I do NOT recommend ALEKS for high school or collegemath courses. Gabe, unfortunately, was our trailblazer, and  we learned the hard way (CollegePlus chose this for his degree plan).  In the future, we will do the college math courses through the local college, as a CLEP, or through a different resource. ALEKS is a royal pain.

I am also doing the Ancient Hebrew course with my two older kids and LOVING it.  It turns out I have quite a bit to say about our experience learning Hebrew, so I'll put that in another post later.

To some, on "paper," our curriculum list looks like a LOT, but somehow it is a perfect amount of school work and we're almost always done with school by lunch time!   The 2yo takes, most days, just 10 to 15 minutes to go through flash cards once, practice colors and coloring, etc.. The three boys (4, 5, 8) always do their Bible together, and do their penmanship and art journals independently.  Aram (8) can do his math and phonics, and a lot of his other lessons mostly independently, but he is at that fun age where I like to be involved with him as he learns.  Elon and Oli do their classes together, and they don't take long at all (math 10 min, science 10 min, A Beka and Phonics 10 min).  Breton teaches herself. I check her work/papers and help her if she has a question on math. I spend an extra hour or so with Aram each day, one day science, one day geography, one day social studies, one day health. I also work with him a bit more on his writing, grammar, and other English. 
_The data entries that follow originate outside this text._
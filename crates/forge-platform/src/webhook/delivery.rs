// Copyright (C) 2025 SyncMyOrders Sp. z o.o.
// SPDX-License-Identifier: AGPL-3.0-or-later
//! Webhook delivery engine.
//!
//! Sends payloads to consumer webhooks with HMAC signing, a fixed retry
//! schedule, and a per-URL circuit breaker. Delivery is synchronous and
//! in-order within one request's pump; the circuit map is the only
//! process-wide state and is advisory (it is rebuilt lazily after a
//! restart).

use std::collections::HashMap;
use std::time::Duration;

use chrono::{DateTime, Utc};
use hmac::{Hmac, Mac};
use reqwest::header::{CONTENT_TYPE, USER_AGENT};
use sha2::Sha256;
use thiserror::Error;
use tokio::sync::RwLock;
use tracing::{debug, error, info, warn};

use super::{Payload, WebhookConfig};

type HmacSha256 = Hmac<Sha256>;

/// Delay before each delivery attempt. Attempt 1 is immediate.
pub const RETRY_DELAYS: [Duration; 5] = [
    Duration::ZERO,
    Duration::from_secs(1),
    Duration::from_secs(5),
    Duration::from_secs(30),
    Duration::from_secs(60),
];

/// User-Agent header on every outbound POST.
const PLATFORM_USER_AGENT: &str = "Forge-Platform/1.0";

/// Response body excerpt cap for error reporting.
const BODY_EXCERPT_BYTES: usize = 1024;

/// Lifetime of a detached [`DeliveryEngine::deliver_async`] task.
const ASYNC_DELIVERY_TIMEOUT: Duration = Duration::from_secs(120);

/// Delivery policy knobs.
#[derive(Debug, Clone)]
pub struct DeliveryConfig {
    /// Per-attempt HTTP timeout.
    pub timeout: Duration,
    /// Attempt cap for synchronous delivery; clamped to the delay table.
    pub max_retries: usize,
    /// Consecutive failures before a URL's circuit opens.
    pub circuit_threshold: u32,
    /// How long an opened circuit stays open.
    pub circuit_timeout: Duration,
}

impl Default for DeliveryConfig {
    fn default() -> Self {
        Self {
            timeout: Duration::from_secs(10),
            max_retries: 5,
            circuit_threshold: 5,
            circuit_timeout: Duration::from_secs(60),
        }
    }
}

impl From<&crate::config::Config> for DeliveryConfig {
    fn from(config: &crate::config::Config) -> Self {
        Self {
            timeout: config.webhook_timeout,
            max_retries: config.webhook_max_retries,
            circuit_threshold: config.webhook_circuit_threshold,
            circuit_timeout: config.webhook_circuit_timeout,
        }
    }
}

/// Errors from webhook delivery.
#[derive(Debug, Error)]
#[non_exhaustive]
pub enum WebhookError {
    /// The destination URL's circuit is open; no attempt was made.
    #[error("circuit breaker open for {url}")]
    CircuitOpen {
        /// The destination URL.
        url: String,
    },

    /// The consumer answered 4xx; the payload is not retried.
    #[error("webhook returned status {status}: {body}")]
    ClientError {
        /// HTTP status code.
        status: u16,
        /// First KiB of the response body.
        body: String,
        /// Attempts made, always 1 more than the retries that preceded it.
        attempts: u32,
    },

    /// All attempts failed with transient errors.
    #[error("webhook delivery failed after {attempts} attempts: {last_error}")]
    Exhausted {
        /// Attempts made.
        attempts: u32,
        /// The last underlying cause.
        last_error: String,
    },

    /// The HTTP client could not be constructed.
    #[error("building webhook client: {0}")]
    BuildClient(#[from] reqwest::Error),
}

impl WebhookError {
    /// Attempts actually made before this error.
    pub fn attempts(&self) -> u32 {
        match self {
            WebhookError::CircuitOpen { .. } | WebhookError::BuildClient(_) => 0,
            WebhookError::ClientError { attempts, .. } => *attempts,
            WebhookError::Exhausted { attempts, .. } => *attempts,
        }
    }
}

/// Receipt for a successful delivery.
#[derive(Debug, Clone, Copy)]
pub struct DeliveryReceipt {
    /// Attempts made, including the successful one.
    pub attempts: u32,
    /// HTTP status of the successful attempt.
    pub status: u16,
}

/// Advisory view of one URL's circuit state.
#[derive(Debug, Clone, Copy, Default)]
pub struct CircuitSnapshot {
    /// Consecutive failed attempts against the URL.
    pub failures: u32,
    /// Deadline until which the circuit is open, if any.
    pub open_until: Option<DateTime<Utc>>,
    /// When the URL last failed a delivery attempt.
    pub last_failed: Option<DateTime<Utc>>,
}

#[derive(Debug, Default)]
struct CircuitState {
    failures: u32,
    open_until: Option<DateTime<Utc>>,
    last_failed: Option<DateTime<Utc>>,
}

enum AttemptOutcome {
    Delivered(u16),
    ClientError { status: u16, body: String },
    Failed(String),
}

/// Signs, sends, retries, and circuit-breaks webhook deliveries.
pub struct DeliveryEngine {
    client: reqwest::Client,
    config: DeliveryConfig,
    // Keyed by webhook URL. Held only to read or update the small state
    // tuple, never across I/O.
    circuits: RwLock<HashMap<String, CircuitState>>,
}

impl DeliveryEngine {
    /// Build an engine with the given policy.
    pub fn new(config: DeliveryConfig) -> Result<Self, WebhookError> {
        let client = reqwest::Client::builder().timeout(config.timeout).build()?;
        Ok(Self {
            client,
            config,
            circuits: RwLock::new(HashMap::new()),
        })
    }

    /// Deliver a payload synchronously with retries.
    ///
    /// Returns without any HTTP call when the URL's circuit is open. A 2xx
    /// answer stops the loop and closes the circuit; a 4xx answer stops the
    /// loop without retrying (a client error is the consumer's problem, not
    /// a transient fault); anything else consumes the retry schedule.
    pub async fn deliver(
        &self,
        webhook_cfg: &WebhookConfig,
        payload: &Payload,
    ) -> Result<DeliveryReceipt, WebhookError> {
        if self.is_circuit_open(&webhook_cfg.url).await {
            warn!(
                webhook_url = %webhook_cfg.url,
                request_id = %payload.request_id,
                "circuit breaker open, skipping delivery"
            );
            return Err(WebhookError::CircuitOpen {
                url: webhook_cfg.url.clone(),
            });
        }

        let attempts = attempt_cap(self.config.max_retries);
        let mut last_error = String::new();

        for attempt in 0..attempts {
            let delay = RETRY_DELAYS[attempt];
            if !delay.is_zero() {
                debug!(
                    attempt = attempt + 1,
                    delay_secs = delay.as_secs(),
                    request_id = %payload.request_id,
                    "retrying webhook delivery"
                );
                tokio::time::sleep(delay).await;
            }

            match self.deliver_once(webhook_cfg, payload).await {
                AttemptOutcome::Delivered(status) => {
                    self.record_success(&webhook_cfg.url).await;
                    return Ok(DeliveryReceipt {
                        attempts: attempt as u32 + 1,
                        status,
                    });
                }
                AttemptOutcome::ClientError { status, body } => {
                    self.record_failure(&webhook_cfg.url).await;
                    warn!(
                        status_code = status,
                        request_id = %payload.request_id,
                        "webhook returned client error, not retrying"
                    );
                    return Err(WebhookError::ClientError {
                        status,
                        body,
                        attempts: attempt as u32 + 1,
                    });
                }
                AttemptOutcome::Failed(cause) => {
                    self.record_failure(&webhook_cfg.url).await;
                    last_error = cause;
                }
            }
        }

        Err(WebhookError::Exhausted {
            attempts: attempts as u32,
            last_error,
        })
    }

    /// Deliver a payload on a detached task with a bounded lifetime.
    ///
    /// Failures are logged, never reported: the 202 was already sent and a
    /// webhook is the only remaining channel to the consumer.
    pub fn deliver_async(self: std::sync::Arc<Self>, webhook_cfg: WebhookConfig, payload: Payload) {
        let engine = self;
        tokio::spawn(async move {
            let result =
                tokio::time::timeout(ASYNC_DELIVERY_TIMEOUT, engine.deliver(&webhook_cfg, &payload))
                    .await;
            match result {
                Ok(Ok(_)) => {}
                Ok(Err(error)) => error!(
                    %error,
                    request_id = %payload.request_id,
                    webhook_url = %webhook_cfg.url,
                    "async webhook delivery failed"
                ),
                Err(_) => error!(
                    request_id = %payload.request_id,
                    webhook_url = %webhook_cfg.url,
                    "async webhook delivery timed out"
                ),
            }
        });
    }

    /// One POST to the webhook, classified.
    async fn deliver_once(&self, webhook_cfg: &WebhookConfig, payload: &Payload) -> AttemptOutcome {
        let body = match serde_json::to_vec(payload) {
            Ok(body) => body,
            Err(error) => return AttemptOutcome::Failed(format!("serializing payload: {}", error)),
        };

        let mut request = self
            .client
            .post(&webhook_cfg.url)
            .header(CONTENT_TYPE, "application/json")
            .header(USER_AGENT, PLATFORM_USER_AGENT);

        if !webhook_cfg.secret.is_empty() {
            let timestamp = Utc::now().timestamp().to_string();
            let signature = compute_signature(&webhook_cfg.secret, &timestamp, &body);
            request = request
                .header("X-Forge-Signature", format!("sha256={}", signature))
                .header("X-Forge-Timestamp", timestamp);
        }

        let response = match request.body(body).send().await {
            Ok(response) => response,
            Err(error) => return AttemptOutcome::Failed(format!("sending request: {}", error)),
        };

        let status = response.status();
        if status.is_success() {
            debug!(
                request_id = %payload.request_id,
                status_code = status.as_u16(),
                "webhook delivered successfully"
            );
            return AttemptOutcome::Delivered(status.as_u16());
        }

        let bytes = response.bytes().await.unwrap_or_default();
        let excerpt =
            String::from_utf8_lossy(&bytes[..bytes.len().min(BODY_EXCERPT_BYTES)]).into_owned();

        warn!(
            request_id = %payload.request_id,
            status_code = status.as_u16(),
            response_body = %excerpt,
            "webhook delivery failed"
        );

        if status.is_client_error() {
            AttemptOutcome::ClientError {
                status: status.as_u16(),
                body: excerpt,
            }
        } else {
            AttemptOutcome::Failed(format!(
                "webhook returned status {}: {}",
                status.as_u16(),
                excerpt
            ))
        }
    }

    /// Whether a URL's circuit is currently open.
    pub async fn is_circuit_open(&self, url: &str) -> bool {
        let circuits = self.circuits.read().await;
        match circuits.get(url).and_then(|state| state.open_until) {
            Some(open_until) => open_until > Utc::now(),
            None => false,
        }
    }

    /// Account one failed attempt against a URL, opening the circuit at the
    /// configured threshold.
    pub async fn record_failure(&self, url: &str) {
        let mut circuits = self.circuits.write().await;
        let state = circuits.entry(url.to_string()).or_default();

        state.failures += 1;
        state.last_failed = Some(Utc::now());

        if state.failures >= self.config.circuit_threshold {
            let open_until = Utc::now()
                + chrono::Duration::from_std(self.config.circuit_timeout)
                    .unwrap_or_else(|_| chrono::Duration::seconds(60));
            state.open_until = Some(open_until);
            warn!(
                webhook_url = %url,
                failures = state.failures,
                open_until = %open_until,
                "circuit breaker opened"
            );
        }
    }

    /// Account a successful delivery: the failure count resets and any open
    /// circuit closes.
    pub async fn record_success(&self, url: &str) {
        let mut circuits = self.circuits.write().await;
        if let Some(state) = circuits.get_mut(url) {
            if state.failures > 0 {
                info!(webhook_url = %url, "circuit breaker reset after success");
            }
            state.failures = 0;
            state.open_until = None;
        }
    }

    /// Advisory snapshot of a URL's circuit state.
    pub async fn circuit_snapshot(&self, url: &str) -> CircuitSnapshot {
        let circuits = self.circuits.read().await;
        circuits
            .get(url)
            .map(|state| CircuitSnapshot {
                failures: state.failures,
                open_until: state.open_until,
                last_failed: state.last_failed,
            })
            .unwrap_or_default()
    }
}

/// Effective attempt count: capped by the delay table and never zero. A
/// cap of 0 still means one attempt.
fn attempt_cap(max_retries: usize) -> usize {
    max_retries.min(RETRY_DELAYS.len()).max(1)
}

fn compute_signature(secret: &str, timestamp: &str, body: &[u8]) -> String {
    let mut mac =
        HmacSha256::new_from_slice(secret.as_bytes()).expect("HMAC accepts any key length");
    mac.update(timestamp.as_bytes());
    mac.update(b".");
    mac.update(body);
    hex::encode(mac.finalize().into_bytes())
}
My secret:  Choose the best curriculum, keep it simple, and ad lib some things as we go. We integrate a lot of art, and use the internet to find relevant coloring pages, photos, diagrams, facts, and activity pages. How do I keep it simple?  For example, I use A Beka to teach phonics and reading. But I don't buy the whole progam with all the different workbooks, readers, the teacher's guide, or any of the accessories.  I use the Letters and Sounds book only for K4-Grade 1, then add the Language Book for Grade 2. I don't use the teacher's guide. The only accessory I have is the "Handbook for Reading" so we can practice the phonics as they are taught. We simply do one page in the workbook per day. Many days, they enjoy it so much, or have looked ahead to a page they are excited to get to, so they will do even 2-3 pages extra.  But most days it takes no more than 10 minutes.  If I get to a page that  says "Write the Blend your teacher says," I don't need the teacher's guide. I just choose what to dictate. This way, the kids aren't bored, overwhelmed, or get that feeling that school is "tedious."  I use wisdom to discern what is enough, and what is simply too much. What I have whittled down to using is completely effective. My children's standardized test scores are evidence enough--always in the high 80s or 90s for their composite scores.
 
I think a lot of workbooks or programs are too "heavy." Don't be afraid to cut back to just enough to be effective and to not frustrate and bore your children with tedious busy work! Don't be afraid to assign every other math problem... if they get them all correct, move on.  Don't hesitate to skip a page of problems if you know your child already has the skill mastered! Take a big red marker, draw a big slash across the page, and write "SKIP!" in large letters!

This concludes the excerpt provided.